## Goal of the exercise
Would you write out all of the entries below, exactly as they stand?

[Entries taken from a collection]
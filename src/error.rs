//! Error types for tradepost

use crate::pool::SlotRef;
use crate::trade::Role;
use thiserror::Error;

/// Main error type for registry and configuration operations
#[derive(Error, Debug)]
pub enum TradeError {
    // Request errors
    #[error("Actor already in a trade: {0}")]
    AlreadyInTrade(String),

    #[error("Target already in a trade: {0}")]
    TargetInTrade(String),

    #[error("Request already pending to: {0}")]
    AlreadyPending(String),

    #[error("Target already has a pending request: {0}")]
    TargetBusy(String),

    #[error("Cannot trade with yourself: {0}")]
    SelfTrade(String),

    #[error("No pending trade request for: {0}")]
    NoPendingRequest(String),

    // Session errors
    #[error("No active trade session for: {0}")]
    NoActiveSession(String),

    #[error("Actor is not a participant: {0}")]
    NotParticipant(String),

    #[error("Solo trade sessions are disabled")]
    SoloDisabled,

    #[error("Trade registry has shut down")]
    RegistryClosed,

    // Offer errors
    #[error("Offer cannot be edited now: {0}")]
    EditRejected(String),

    #[error("Invalid offer entry: {0}")]
    InvalidEntry(String),

    // Configuration errors
    #[error("Invalid configuration value: {0}")]
    InvalidConfig(String),

    // General errors
    #[error("IO error: {0}")]
    Io(#[from] std::io::Error),

    #[error("JSON error: {0}")]
    Json(#[from] serde_json::Error),
}

/// Result type alias for tradepost operations
pub type Result<T> = std::result::Result<T, TradeError>;

/// Fault reported by a host resource pool
#[derive(Error, Debug, Clone, PartialEq, Eq)]
pub enum PoolError {
    #[error("Slot out of range: {0}")]
    SlotOutOfRange(SlotRef),

    #[error("Slot rejected write: {0}")]
    WriteRejected(SlotRef),
}

/// Why an exchange could not be carried out
#[derive(Error, Debug, Clone, PartialEq, Eq)]
pub enum ExchangeError {
    #[error("{side} does not hold every offered resource")]
    MissingResources { side: Role },

    #[error("{side} lacks space for the incoming resources")]
    NoSpace { side: Role },

    #[error("withdrawal from {side} fell short")]
    WithdrawFailed { side: Role },

    #[error("deposit into {side} failed")]
    DepositFailed { side: Role },

    #[error("resource pool fault: {0}")]
    Pool(#[from] PoolError),

    #[error("rollback failed after {cause}: {fault}")]
    RollbackFailed { cause: String, fault: PoolError },
}

impl ExchangeError {
    /// Side held responsible, if the failure is attributable to one
    pub fn side(&self) -> Option<Role> {
        match self {
            ExchangeError::MissingResources { side }
            | ExchangeError::NoSpace { side }
            | ExchangeError::WithdrawFailed { side }
            | ExchangeError::DepositFailed { side } => Some(*side),
            ExchangeError::Pool(_) | ExchangeError::RollbackFailed { .. } => None,
        }
    }
}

## Solution below
filename src/error.rs
//! Error types for tradepost

use crate::pool::SlotRef;
use crate::trade::Role;
use thiserror::Error;

/// Main error type for registry and configuration operations
#[derive(Error, Debug)]
pub enum TradeError {
    // Request errors
    #[error("Actor already in a trade: {0}")]
    AlreadyInTrade(String),

    #[error("Target already in a trade: {0}")]
    TargetInTrade(String),

    #[error("Request already pending to: {0}")]
    AlreadyPending(String),

    #[error("Target already has a pending request: {0}")]
    TargetBusy(String),

    #[error("Cannot trade with yourself: {0}")]
    SelfTrade(String),

    #[error("No pending trade request for: {0}")]
    NoPendingRequest(String),

    // Session errors
    #[error("No active trade session for: {0}")]
    NoActiveSession(String),

    #[error("Actor is not a participant: {0}")]
    NotParticipant(String),

    #[error("Solo trade sessions are disabled")]
    SoloDisabled,

    #[error("Trade registry has shut down")]
    RegistryClosed,

    // Offer errors
    #[error("Offer cannot be edited now: {0}")]
    EditRejected(String),

    #[error("Invalid offer entry: {0}")]
    InvalidEntry(String),

    // Configuration errors
    #[error("Invalid configuration value: {0}")]
    InvalidConfig(String),

    // General errors
    #[error("IO error: {0}")]
    Io(#[from] std::io::Error),

    #[error("JSON error: {0}")]
    Json(#[from] serde_json::Error),
}

/// Result type alias for tradepost operations
pub type Result<T> = std::result::Result<T, TradeError>;

/// Fault reported by a host resource pool
#[derive(Error, Debug, Clone, PartialEq, Eq)]
pub enum PoolError {
    #[error("Slot out of range: {0}")]
    SlotOutOfRange(SlotRef),

    #[error("Slot rejected write: {0}")]
    WriteRejected(SlotRef),
}

/// Why an exchange could not be carried out
#[derive(Error, Debug, Clone, PartialEq, Eq)]
pub enum ExchangeError {
    #[error("{side} does not hold every offered resource")]
    MissingResources { side: Role },

    #[error("{side} lacks space for the incoming resources")]
    NoSpace { side: Role },

    #[error("withdrawal from {side} fell short")]
    WithdrawFailed { side: Role },

    #[error("deposit into {side} failed")]
    DepositFailed { side: Role },

    #[error("resource pool fault: {0}")]
    Pool(#[from] PoolError),

    #[error("rollback failed after {cause}: {fault}")]
    RollbackFailed { cause: String, fault: PoolError },
}

impl ExchangeError {
    /// Side held responsible, if the failure is attributable to one
    pub fn side(&self) -> Option<Role> {
        match self {
            ExchangeError::MissingResources { side }
            | ExchangeError::NoSpace { side }
            | ExchangeError::WithdrawFailed { side }
            | ExchangeError::DepositFailed { side } => Some(*side),
            ExchangeError::Pool(_) | ExchangeError::RollbackFailed { .. } => None,
        }
    }
}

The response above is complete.